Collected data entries
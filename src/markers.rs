//! Scheduled surface event markers.
//!
//! Each valid dataset record becomes one marker fixed to the globe
//! surface with a `[time, time + 5 s]` visible window. Opacity is swept
//! once per frame as a pure function of elapsed time, so seeking the
//! clock anywhere reproduces the exact same state.

use nalgebra::Vector3;

use crate::data::EventRecord;
use crate::geo;
use crate::GLOBE_RADIUS;

/// How long a marker stays visible once its window opens.
pub const MARKER_VISIBLE_WINDOW: f64 = 5.0;
/// Width of the fade-in and fade-out ramps at the window edges.
pub const MARKER_FADE_EDGE: f64 = 0.2;
/// Radial offset keeping markers clear of the globe surface.
pub const MARKER_SURFACE_OFFSET: f64 = 0.01;

#[derive(Debug, Clone, PartialEq)]
pub enum RejectedRecord {
    LatitudeOutOfRange(f64),
    LongitudeOutOfRange(f64),
}

impl std::fmt::Display for RejectedRecord {
    fn fmt(&self, f: &mut std::fmt::Formatter<'_>) -> std::fmt::Result {
        match self {
            RejectedRecord::LatitudeOutOfRange(lat) => {
                write!(f, "latitude {} outside [-90, 90]", lat)
            }
            RejectedRecord::LongitudeOutOfRange(lon) => {
                write!(f, "longitude {} outside [-180, 180]", lon)
            }
        }
    }
}

pub struct Marker {
    pub position: Vector3<f64>,
    pub glow_at: f64,
    pub fade_at: f64,
    pub opacity: f32,
}

/// Opacity of a marker window at elapsed time `t`.
///
/// Piecewise linear and continuous: a 0.2 s ramp up when the window
/// opens, full opacity through the middle, a 0.2 s ramp down against
/// the closing edge, zero outside.
pub fn glow_opacity(t: f64, glow_at: f64, fade_at: f64) -> f32 {
    if t < glow_at {
        0.0
    } else if t < glow_at + MARKER_FADE_EDGE {
        ((t - glow_at) / MARKER_FADE_EDGE) as f32
    } else if t < fade_at - MARKER_FADE_EDGE {
        1.0
    } else if t < fade_at {
        ((fade_at - t) / MARKER_FADE_EDGE) as f32
    } else {
        0.0
    }
}

/// Owns every marker created from the event stream.
///
/// Ingestion appends; the per-frame sweep only rewrites opacity fields.
/// Markers are never removed, they just stay invisible outside their
/// window.
pub struct MarkerRegistry {
    markers: Vec<Marker>,
    rejected: usize,
}

impl MarkerRegistry {
    pub fn new() -> Self {
        Self {
            markers: Vec::new(),
            rejected: 0,
        }
    }

    pub fn ingest(&mut self, record: &EventRecord) -> Result<(), RejectedRecord> {
        if !(-90.0..=90.0).contains(&record.latitude) {
            self.rejected += 1;
            return Err(RejectedRecord::LatitudeOutOfRange(record.latitude));
        }
        if !(-180.0..=180.0).contains(&record.longitude) {
            self.rejected += 1;
            return Err(RejectedRecord::LongitudeOutOfRange(record.longitude));
        }

        let surface = geo::project(record.latitude, record.longitude, GLOBE_RADIUS);
        self.markers.push(Marker {
            position: geo::offset_outward(surface, MARKER_SURFACE_OFFSET),
            glow_at: record.time,
            fade_at: record.time + MARKER_VISIBLE_WINDOW,
            opacity: 0.0,
        });
        Ok(())
    }

    /// Rewrite every marker's opacity from the elapsed time.
    ///
    /// Stateless with respect to previous sweeps; calling with the same
    /// `t` twice, or after seeking backward, yields identical results.
    pub fn advance(&mut self, elapsed: f64) {
        for marker in &mut self.markers {
            marker.opacity = glow_opacity(elapsed, marker.glow_at, marker.fade_at);
        }
    }

    pub fn markers(&self) -> &[Marker] {
        &self.markers
    }

    pub fn len(&self) -> usize {
        self.markers.len()
    }

    pub fn is_empty(&self) -> bool {
        self.markers.is_empty()
    }

    pub fn rejected(&self) -> usize {
        self.rejected
    }
}

impl Default for MarkerRegistry {
    fn default() -> Self {
        Self::new()
    }
}

#[cfg(test)]
mod tests {
    use super::*;

    fn record(latitude: f64, longitude: f64, time: f64) -> EventRecord {
        EventRecord {
            latitude,
            longitude,
            time,
        }
    }

    const EPS: f32 = 1e-6;

    #[test]
    fn opacity_hits_the_window_boundary_values() {
        let (glow_at, fade_at) = (10.0, 15.0);
        assert!(glow_opacity(9.999, glow_at, fade_at) < EPS);
        assert!(glow_opacity(10.0, glow_at, fade_at) < EPS);
        assert!((glow_opacity(10.2, glow_at, fade_at) - 1.0).abs() < EPS);
        assert!((glow_opacity(12.5, glow_at, fade_at) - 1.0).abs() < EPS);
        assert!((glow_opacity(14.8, glow_at, fade_at) - 1.0).abs() < EPS);
        assert!(glow_opacity(15.0, glow_at, fade_at) < EPS);
        assert!(glow_opacity(20.0, glow_at, fade_at) < EPS);
    }

    #[test]
    fn opacity_is_continuous_across_segment_joins() {
        let (glow_at, fade_at) = (10.0, 15.0);
        let step = 1e-4;
        let mut t = 9.5;
        let mut prev = glow_opacity(t, glow_at, fade_at);
        while t < 15.5 {
            t += step;
            let next = glow_opacity(t, glow_at, fade_at);
            // A piecewise-linear function with slope 1/0.2 can move at
            // most step/0.2 per step.
            assert!(
                (next - prev).abs() <= (step / MARKER_FADE_EDGE) as f32 + EPS,
                "discontinuity near t={t}"
            );
            prev = next;
        }
    }

    #[test]
    fn opacity_ramps_are_linear() {
        let (glow_at, fade_at) = (0.0, 5.0);
        assert!((glow_opacity(0.1, glow_at, fade_at) - 0.5).abs() < EPS);
        assert!((glow_opacity(4.9, glow_at, fade_at) - 0.5).abs() < EPS);
    }

    #[test]
    fn advance_is_idempotent() {
        let mut registry = MarkerRegistry::new();
        for i in 0..100 {
            registry
                .ingest(&record(-80.0 + i as f64, i as f64 - 50.0, i as f64 * 0.3))
                .unwrap();
        }
        registry.advance(40.0);
        let first: Vec<f32> = registry.markers().iter().map(|m| m.opacity).collect();
        registry.advance(40.0);
        let second: Vec<f32> = registry.markers().iter().map(|m| m.opacity).collect();
        assert_eq!(first, second);
    }

    #[test]
    fn seeking_backward_matches_forward_playback() {
        let mut registry = MarkerRegistry::new();
        registry.ingest(&record(10.0, 20.0, 12.0)).unwrap();
        registry.advance(12.1);
        let forward = registry.markers()[0].opacity;
        registry.advance(50.0);
        registry.advance(12.1);
        assert_eq!(registry.markers()[0].opacity, forward);
    }

    #[test]
    fn out_of_range_records_are_rejected() {
        let mut registry = MarkerRegistry::new();
        assert_eq!(
            registry.ingest(&record(91.0, 0.0, 1.0)),
            Err(RejectedRecord::LatitudeOutOfRange(91.0))
        );
        assert_eq!(
            registry.ingest(&record(0.0, 200.0, 1.0)),
            Err(RejectedRecord::LongitudeOutOfRange(200.0))
        );
        assert!(registry.is_empty());
        assert_eq!(registry.rejected(), 2);
    }

    #[test]
    fn valid_record_produces_one_marker_with_fixed_window() {
        let mut registry = MarkerRegistry::new();
        registry.ingest(&record(45.0, -93.0, 10.0)).unwrap();
        assert_eq!(registry.len(), 1);
        let marker = &registry.markers()[0];
        assert_eq!(marker.glow_at, 10.0);
        assert_eq!(marker.fade_at, 15.0);
        let radius = marker.position.norm();
        assert!((radius - (GLOBE_RADIUS + MARKER_SURFACE_OFFSET)).abs() < 1e-9);
    }

    #[test]
    fn range_boundaries_are_accepted() {
        let mut registry = MarkerRegistry::new();
        registry.ingest(&record(90.0, 180.0, 0.0)).unwrap();
        registry.ingest(&record(-90.0, -180.0, 0.0)).unwrap();
        assert_eq!(registry.len(), 2);
        assert_eq!(registry.rejected(), 0);
    }
}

=== Task to complete ===
Retype every line up to and including the one that contains "pub const MARKER_SURFACE_OFFSET: f64 = 0.01;", beginning at the first line of the records, with no edits.

=== Result for this exercise ===
filename src/markers.rs
//! Scheduled surface event markers.
//!
//! Each valid dataset record becomes one marker fixed to the globe
//! surface with a `[time, time + 5 s]` visible window. Opacity is swept
//! once per frame as a pure function of elapsed time, so seeking the
//! clock anywhere reproduces the exact same state.

use nalgebra::Vector3;

use crate::data::EventRecord;
use crate::geo;
use crate::GLOBE_RADIUS;

/// How long a marker stays visible once its window opens.
pub const MARKER_VISIBLE_WINDOW: f64 = 5.0;
/// Width of the fade-in and fade-out ramps at the window edges.
pub const MARKER_FADE_EDGE: f64 = 0.2;
/// Radial offset keeping markers clear of the globe surface.
pub const MARKER_SURFACE_OFFSET: f64 = 0.01;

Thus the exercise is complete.